Situs Dosen STKIP Siliwangi Bandung - Reka Yuda Mahardika, S.S., M.Pd.

Artikel Umum

Ya Tuhan, Burung Gereja itu Berterima kasih Kepadaku…

Dipublikasikan pada : 26 Juli 2014. Kategori : .

Jumat pagi 07.00, di kampung halamanku, Kawali, Ciamis, aku menemukan seekor anak burung gereja di rerumputan. Ia terus menerus bersuara “menciak-ciak”, barangkali memanggil ibu atau keluarganya. Suaranya membuat saya yang sedang menikmati udara pagi terenyuh. Sedih. Tadinya sih, ingin membiarkan saja alam bekerja mengurusi anak burung itu. Tetapi saat melihat ada seekor kucing mulai tertarik dan mengendap-ngendap hendak memangsa, kuputuskan mengambil anak burung gereja tersebut.

Kusimpan ia dalam kotak kardus. Sekalian kuberi nama ia Lili. Beberapa menit aku mencari kain bersih, setelah menemukan kusimpan kain itu di kardus. Aku berpikir setidaknya kain tersebut akan tetap membuat Lili hangat meski tentu saja tidak akan sehangat dekapan ibunya.

Lili terus menciak-ciak. Filingku mengatakan Lili lapar. Aku kemudian pergi ke dapur, menumbuk beberapa butir beras lalu kucampu ludah. Soalnya saat itu aku mendengar dari ayahku, memberikan makan bercampur ludah pada hewan dapat membuat hewan tersebut mengingat dan mencintai kita.

Benar saja. Lili lapar. Ia memakan tumbukan beras bercampur ludah itu dengan lahap sekali. Dan, tepat jam 12.00 sebelum pergi ke mesjid aku melihat Lili memejamkan matanya, berhenti berciak. Seperti manusia juga barangkali, Lili mengantuk sehabis makan kekenyangan.

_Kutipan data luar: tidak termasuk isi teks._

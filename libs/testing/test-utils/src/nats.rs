//! NATS test infrastructure.

use async_nats::Client;
use testcontainers::runners::AsyncRunner;
use testcontainers::{ContainerAsync, ImageExt};
use testcontainers_modules::nats::Nats;

/// Test NATS instance with JetStream enabled.
///
/// The container is stopped and removed when this struct is dropped.
///
/// # Example
///
/// ```no_run
/// use test_utils::TestNats;
///
/// # async fn example() {
/// let nats = TestNats::new().await;
/// let jetstream = nats.jetstream();
/// // create streams, publish, fetch...
/// # }
/// ```
pub struct TestNats {
    #[allow(dead_code)]
    container: ContainerAsync<Nats>,
    client: Client,
    pub connection_string: String,
}

impl TestNats {
    /// Start a NATS container with the `-js` flag and connect to it.
    pub async fn new() -> Self {
        let nats_image = Nats::default().with_tag("latest").with_cmd(["-js"]);

        let container = nats_image
            .start()
            .await
            .expect("Failed to start NATS container");

        let host_port = container
            .get_host_port_ipv4(4222)
            .await
            .expect("Failed to get NATS port");

        let connection_string = format!("nats://127.0.0.1:{}", host_port);

        let client = async_nats::connect(&connection_string)
            .await
            .expect("Failed to connect to NATS");

        tracing::info!(port = host_port, "Test NATS ready with JetStream");

        Self {
            container,
            client,
            connection_string,
        }
    }

    /// Get a cloned client (useful for passing to services)
    pub fn client(&self) -> Client {
        self.client.clone()
    }

    /// Get a JetStream context for stream operations
    pub fn jetstream(&self) -> async_nats::jetstream::Context {
        async_nats::jetstream::new(self.client.clone())
    }

    /// Get the connection string for manual client creation
    pub fn connection_string(&self) -> &str {
        &self.connection_string
    }
}
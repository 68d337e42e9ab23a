//! Shared configuration primitives for the notification service.
//!
//! Every component takes an explicit config struct at construction time.
//! This crate provides the environment detection and env-var plumbing
//! those structs are built from.

pub mod server;
pub mod tracing;

use std::env;
use thiserror::Error;

/// Configuration error type
#[derive(Error, Debug)]
pub enum ConfigError {
    #[error("Environment variable '{0}' is required but not set")]
    MissingEnvVar(String),

    #[error("Failed to parse environment variable '{key}': {details}")]
    ParseError { key: String, details: String },
}

/// Application environment, selected via `APP_ENV`.
#[derive(Clone, Debug, PartialEq, Eq)]
pub enum Environment {
    Development,
    Production,
}

impl Environment {
    pub fn from_env() -> Self {
        let app_env = env::var("APP_ENV").unwrap_or_else(|_| "development".to_string());

        if app_env.eq_ignore_ascii_case("production") {
            Environment::Production
        } else {
            Environment::Development
        }
    }

    pub fn is_production(&self) -> bool {
        matches!(self, Environment::Production)
    }

    pub fn is_development(&self) -> bool {
        matches!(self, Environment::Development)
    }
}

/// Trait for configuration that can be loaded from environment variables
pub trait FromEnv: Sized {
    fn from_env() -> Result<Self, ConfigError>;
}

/// Read an environment variable, falling back to a default.
pub fn env_or_default(key: &str, default: &str) -> String {
    env::var(key).unwrap_or_else(|_| default.to_string())
}

/// Read a required environment variable.
pub fn env_required(key: &str) -> Result<String, ConfigError> {
    env::var(key).map_err(|_| ConfigError::MissingEnvVar(key.to_string()))
}
//! The dispatch loop: pull, ack, decode, process.

use crate::config::WorkerConfig;
use crate::consumer::{PullConsumer, QueuedMessage};
use crate::error::QueueError;
use crate::processor::Processor;
use crate::trace::TraceContext;
use async_nats::jetstream::Context;
use serde::de::DeserializeOwned;
use std::marker::PhantomData;
use std::sync::Arc;
use tokio::sync::watch;
use tracing::{error, info, info_span, Instrument};

/// Pull-based batch worker.
///
/// One instance owns one durable subscription and runs one sequential
/// processing loop. Messages inside a batch are handled strictly in
/// fetch order; each is acknowledged *before* it is decoded or
/// processed, which commits consume-once semantics at the broker and
/// makes every later failure terminal for that message.
pub struct Worker<J, P> {
    consumer: PullConsumer,
    processor: Arc<P>,
    _marker: PhantomData<fn(J)>,
}

impl<J, P> Worker<J, P>
where
    J: DeserializeOwned + Send + 'static,
    P: Processor<J>,
{
    pub fn new(jetstream: Context, processor: P, config: WorkerConfig) -> Self {
        Self {
            consumer: PullConsumer::new(jetstream, config),
            processor: Arc::new(processor),
            _marker: PhantomData,
        }
    }

    fn config(&self) -> &WorkerConfig {
        self.consumer.config()
    }

    /// Run until the shutdown flag flips.
    ///
    /// Failing to bind the subscription is fatal for this instance; the
    /// error propagates to whoever spawned the task. Once running, the
    /// loop only exits through the shutdown flag, which is checked at
    /// the top of each iteration. A fetch already in flight is allowed
    /// to finish; cancellation is cooperative, not preemptive.
    pub async fn run(&self, shutdown_rx: watch::Receiver<bool>) -> Result<(), QueueError> {
        let subscription = self.consumer.subscribe().await?;

        info!(
            stream = %self.config().stream_name,
            consumer = %self.config().durable_name,
            processor = %self.processor.name(),
            "Pull subscription ready, consuming"
        );

        loop {
            if *shutdown_rx.borrow() {
                info!("Shutdown signal observed, draining consumer");
                break;
            }

            // An empty batch after the fetch window expires is the idle
            // path, not an error. Real fetch errors are logged and the
            // loop carries on without backoff.
            let batch = match self.consumer.fetch(&subscription).await {
                Ok(batch) => batch,
                Err(e) => {
                    error!(error = %e, "Failed to fetch batch");
                    continue;
                }
            };

            for message in batch {
                self.handle_message(message).await;
            }
        }

        info!("Consumer stopped");
        Ok(())
    }

    /// Handle one fetched message: trace span, ack, decode, process.
    ///
    /// Every exit path past the ack drops the message for good, so each
    /// failure is logged with the propagated trace id before returning.
    async fn handle_message(&self, message: QueuedMessage) {
        let trace = message
            .headers()
            .and_then(TraceContext::extract)
            .map(|ctx| ctx.child())
            .unwrap_or_else(TraceContext::generate);

        let span = info_span!("event_processing", trace_id = %trace.trace_id);

        async {
            let sequence = message.sequence();

            if let Err(e) = message.ack().await {
                error!(error = %e, sequence, "Ack failed, skipping message");
                return;
            }

            let job: J = match serde_json::from_slice(message.payload()) {
                Ok(job) => job,
                Err(e) => {
                    error!(error = %e, sequence, "Payload deserialization failed, message dropped");
                    return;
                }
            };

            match self.processor.process(job).await {
                Ok(()) => {
                    info!(sequence, "Notification dispatched");
                }
                Err(e) => {
                    error!(error = %e, sequence, "Processing failed, message dropped");
                }
            }
        }
        .instrument(span)
        .await
    }
}
//! SMTP delivery adapter built on lettre.

use async_trait::async_trait;
use core_config::{env_or_default, env_required, ConfigError};
use eyre::{Result, WrapErr};
use lettre::{
    message::{header::ContentType, Mailbox},
    transport::smtp::authentication::Credentials,
    AsyncSmtpTransport, AsyncTransport, Message, Tokio1Executor,
};

use super::EmailSender;
use crate::entity::Notification;

/// SMTP endpoint and credentials.
#[derive(Clone)]
pub struct SmtpConfig {
    pub host: String,
    pub port: u16,
    pub username: String,
    pub password: String,
    pub from_email: String,
    pub use_tls: bool,
}

impl SmtpConfig {
    /// Production config from `EMAIL_SMTP_*` variables. Host defaults to
    /// `smtp.gmail.com`, port to 587; credentials are required.
    pub fn from_env() -> Result<Self, ConfigError> {
        let port_raw = env_or_default("EMAIL_SMTP_PORT", "587");
        let port = port_raw.parse().map_err(|e| ConfigError::ParseError {
            key: "EMAIL_SMTP_PORT".to_string(),
            details: format!("{e}"),
        })?;

        Ok(Self {
            host: env_or_default("EMAIL_SMTP_HOST", "smtp.gmail.com"),
            port,
            username: env_required("EMAIL_SMTP_USERNAME")?,
            password: env_required("EMAIL_SMTP_PASSWORD")?,
            from_email: env_or_default("EMAIL_FROM_ADDRESS", "noreply@localhost"),
            use_tls: true,
        })
    }

    /// Local Mailpit config: localhost:1025, no auth, no TLS.
    pub fn mailpit() -> Self {
        Self {
            host: env_or_default("EMAIL_SMTP_HOST", "localhost"),
            port: env_or_default("EMAIL_SMTP_PORT", "1025")
                .parse()
                .unwrap_or(1025),
            username: String::new(),
            password: String::new(),
            from_email: env_or_default("EMAIL_FROM_ADDRESS", "noreply@localhost"),
            use_tls: false,
        }
    }
}

/// Sends notifications over SMTP. Performs exactly one attempt per call;
/// retry lives in [`crate::Mailer`].
pub struct SmtpSender {
    transport: AsyncSmtpTransport<Tokio1Executor>,
    from_email: String,
}

impl SmtpSender {
    pub fn new(config: SmtpConfig) -> Result<Self> {
        let transport = if config.use_tls {
            let creds = Credentials::new(config.username.clone(), config.password.clone());
            AsyncSmtpTransport::<Tokio1Executor>::relay(&config.host)
                .wrap_err("Failed to create SMTP relay")?
                .credentials(creds)
                .port(config.port)
                .build()
        } else if !config.username.is_empty() {
            let creds = Credentials::new(config.username.clone(), config.password.clone());
            AsyncSmtpTransport::<Tokio1Executor>::builder_dangerous(&config.host)
                .credentials(creds)
                .port(config.port)
                .build()
        } else {
            AsyncSmtpTransport::<Tokio1Executor>::builder_dangerous(&config.host)
                .port(config.port)
                .build()
        };

        Ok(Self {
            transport,
            from_email: config.from_email,
        })
    }

    fn build_message(&self, notification: &Notification) -> Result<Message> {
        let from: Mailbox = format!("{} <{}>", notification.from_name, self.from_email)
            .parse()
            .wrap_err("Invalid from address")?;

        let mut builder = Message::builder()
            .from(from)
            .subject(&notification.subject);

        for recipient in &notification.to_list {
            let to: Mailbox =
                format!("{} <{}>", recipient.user_name, recipient.email_addr)
                    .parse()
                    .wrap_err("Invalid recipient address")?;
            builder = builder.to(to);
        }

        builder
            .header(ContentType::TEXT_PLAIN)
            .body(notification.body.clone())
            .wrap_err("Failed to build message")
    }
}

#[async_trait]
impl EmailSender for SmtpSender {
    async fn send(&self, notification: &Notification) -> Result<()> {
        let message = self.build_message(notification)?;

        self.transport
            .send(message)
            .await
            .wrap_err("Failed to send email via SMTP")?;

        tracing::debug!(
            subject = %notification.subject,
            recipients = notification.to_list.len(),
            "Email handed to SMTP transport"
        );

        Ok(())
    }

    fn name(&self) -> &'static str {
        "smtp"
    }
}
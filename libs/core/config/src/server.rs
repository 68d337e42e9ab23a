use crate::{env_or_default, ConfigError, FromEnv};
use std::net::Ipv4Addr;

/// Bind configuration for the HTTP intake server.
#[derive(Clone, Debug)]
pub struct ServerConfig {
    pub host: String,
    pub port: u16,
}

impl ServerConfig {
    pub fn new(host: String, port: u16) -> Self {
        Self { host, port }
    }

    /// Get the server address as "host:port"
    pub fn address(&self) -> String {
        format!("{}:{}", self.host, self.port)
    }
}

impl FromEnv for ServerConfig {
    /// Reads from environment variables with sensible defaults:
    /// - HOST: defaults to 0.0.0.0 (all interfaces)
    /// - PORT: defaults to 6969
    fn from_env() -> Result<Self, ConfigError> {
        let host = env_or_default("HOST", &Ipv4Addr::UNSPECIFIED.to_string());
        let port = env_or_default("PORT", "6969")
            .parse()
            .map_err(|e| ConfigError::ParseError {
                key: "PORT".to_string(),
                details: format!("{}", e),
            })?;

        Ok(Self { host, port })
    }
}

impl Default for ServerConfig {
    fn default() -> Self {
        Self {
            host: Ipv4Addr::UNSPECIFIED.to_string(),
            port: 6969,
        }
    }
}
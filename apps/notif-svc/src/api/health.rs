use axum::Json;
use serde_json::{json, Value};

/// Liveness probe.
pub async fn healthz() -> Json<Value> {
    Json(json!({ "status": "ok" }))
}
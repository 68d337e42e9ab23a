use messaging::StreamConfig;

/// Stream layout for email notifications.
pub struct NotifStream;

impl StreamConfig for NotifStream {
    const STREAM_NAME: &'static str = "NOTIFS";
}

#[cfg(test)]
mod tests {
    use super::*;

    #[test]
    fn derives_names_from_the_stream() {
        assert_eq!(NotifStream::STREAM_NAME, "NOTIFS");
        assert_eq!(NotifStream::subject(), "NOTIFS.send");
        assert_eq!(NotifStream::durable_name(), "NOTIFS_pullSub");
        assert_eq!(NotifStream::subjects(), vec!["NOTIFS.*".to_string()]);
    }
}
//! Durable pull consumer.

use crate::config::WorkerConfig;
use crate::error::QueueError;
use async_nats::jetstream::consumer::pull::Config as ConsumerConfig;
use async_nats::jetstream::consumer::{AckPolicy, Consumer};
use async_nats::jetstream::Context;
use async_nats::HeaderMap;
use futures::StreamExt;
use tracing::{debug, info, warn};

/// Handle to the named durable pull subscription.
pub type Subscription = Consumer<ConsumerConfig>;

/// Pull side of the queue: binds the durable subscription and fetches
/// bounded batches from it.
pub struct PullConsumer {
    jetstream: Context,
    config: WorkerConfig,
}

impl PullConsumer {
    pub fn new(jetstream: Context, config: WorkerConfig) -> Self {
        Self { jetstream, config }
    }

    pub fn config(&self) -> &WorkerConfig {
        &self.config
    }

    /// Bind the durable pull subscription, creating it if absent.
    ///
    /// The durable name is derived from the stream name and stable
    /// across restarts, so the broker resumes delivery from the
    /// existing ack floor instead of re-delivering consumed messages.
    pub async fn subscribe(&self) -> Result<Subscription, QueueError> {
        let stream = self
            .jetstream
            .get_stream(&self.config.stream_name)
            .await
            .map_err(QueueError::subscribe)?;

        match stream
            .get_consumer::<ConsumerConfig>(&self.config.durable_name)
            .await
        {
            Ok(consumer) => {
                debug!(consumer = %self.config.durable_name, "Consumer already exists");
                Ok(consumer)
            }
            Err(_) => {
                info!(
                    consumer = %self.config.durable_name,
                    stream = %self.config.stream_name,
                    "Creating consumer"
                );

                stream
                    .create_consumer(ConsumerConfig {
                        durable_name: Some(self.config.durable_name.clone()),
                        name: Some(self.config.durable_name.clone()),
                        ack_policy: AckPolicy::Explicit,
                        filter_subject: self.config.subject.clone(),
                        ..Default::default()
                    })
                    .await
                    .map_err(QueueError::subscribe)
            }
        }
    }

    /// Request one bounded batch.
    ///
    /// Waits up to `fetch_timeout` for up to `batch_size` messages and
    /// returns whatever arrived. An empty batch on timeout is normal,
    /// not an error.
    pub async fn fetch(&self, subscription: &Subscription) -> Result<Vec<QueuedMessage>, QueueError> {
        let mut messages = subscription
            .fetch()
            .max_messages(self.config.batch_size)
            .expires(self.config.fetch_timeout)
            .messages()
            .await
            .map_err(QueueError::fetch)?;

        let mut batch = Vec::new();

        while let Some(message) = messages.next().await {
            match message {
                Ok(message) => batch.push(QueuedMessage { message }),
                Err(e) => {
                    warn!(error = %e, "Error receiving message within batch");
                }
            }
        }

        Ok(batch)
    }
}

/// One message as fetched from the stream, not yet acknowledged.
///
/// The payload stays raw here: acknowledgment happens before
/// deserialization in this pipeline, so decoding is the worker's
/// problem, not the consumer's.
pub struct QueuedMessage {
    message: async_nats::jetstream::Message,
}

impl QueuedMessage {
    /// Raw serialized payload.
    pub fn payload(&self) -> &[u8] {
        &self.message.payload
    }

    /// Message headers, when the publisher attached any.
    pub fn headers(&self) -> Option<&HeaderMap> {
        self.message.headers.as_ref()
    }

    /// Stream sequence assigned on append. Zero when the broker did not
    /// return delivery info.
    pub fn sequence(&self) -> u64 {
        self.message
            .info()
            .map(|info| info.stream_sequence)
            .unwrap_or(0)
    }

    /// Acknowledge consumption. Under work-queue retention this deletes
    /// the message from the stream; there is no undo.
    pub async fn ack(&self) -> Result<(), QueueError> {
        self.message.ack().await.map_err(QueueError::ack)
    }
}
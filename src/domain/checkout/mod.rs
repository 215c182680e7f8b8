//! Checkout of one prescription across the pharmacies it was split over.

mod errors;
mod gateway;
mod order_request;
mod payment;
mod place_order;
mod summary;

pub use errors::{CheckoutError, GatewayError};
pub use gateway::{LoggingOrderGateway, OrderGateway, OrderReceipt};
pub use order_request::{CreateOrderRequest, OrderLine, PayRequest, PharmacyOrder};
pub use payment::{
    CardDetails, PaymentDetails, PaymentMethod, format_card_number, format_expiry_date,
};
pub use place_order::{PlacedOrder, place_order};
pub use summary::CheckoutSummary;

Selepas dari mesjid, aku terus menemani Lili. Aku menyentuhnya, mengelusnya, mengajaknya ngobrol, hingga tak terasa sore pun tiba. Mulai terasa ada kedekatan pribadi antara aku dan Lili. Terbersit saat itu aku akan memelihara Lili saja sampai dia dapat terbang, dan mencari keluarganya sendiri. Tetapi aku mengurungkan niatku saatpukul 16.00, Lili kembali menciak-ciak.

Aku berpikir Lili lapar. Ternyata tidak, ia tidak mau memakan tumbukan beras bercampur ludahku lagi. Lili gelisah. Ada apa ujarku? Samar-samar, aku mendengar di luar rumah suara burung menciak-ciak seolah sedang mencari sesuatu. Mungkinkah itu ibunya, ucapku dalam hati. Fillingku mengatakan aku harus membawa Lili keluar rumah.

Di luar rumah ternyata tidak kulihat satu pun burung gereja. Kuangkat Lili lembut, lalu meletakannya di batang pohon. Kuperhatikan dari jauh berjaga-jaga seandainya ada kucing yang akan memangsanya.

Tanpa diduga, pukul 17.00, saat senja tiba, saat Lili sedang menciak-ciak, datang dua ekor burung gereja menghampirinya. Ya Tuhan, ujarku dalam hati…

Kedua burung gereja tersebut kulihat mengelus-ngelus kepala Lili dengan lembut. Mereka bertiga saling menciak-ciak, seolah-olah itu perjumpaan pertama setelah lama terpisah. Lili mengepak-ngepakkan sayapnya girang. Kedua burung gereja dewasa, yang kukira orangtuanya, juga ikut mengepak-ngepakkan sayapnya.

Pukul 17. 45, saat kutatap Lili, tidak sengaja Lili melirik ke arahku beberapa detik. Hening. Entahlah, apa ini hanya filingku saja, tapi kurasa Lili mengucapkan “terima kasih” kepadaku. Perlahan, orangtuanya terbang dari satu dahan ke dahan lainnya hingga ke dahan tertinggi. Lili mengikutinya. Dan saat sudah berada di dahan tertinggi, kudengar ciak Lili terakhir kalinya, ia pun terbang.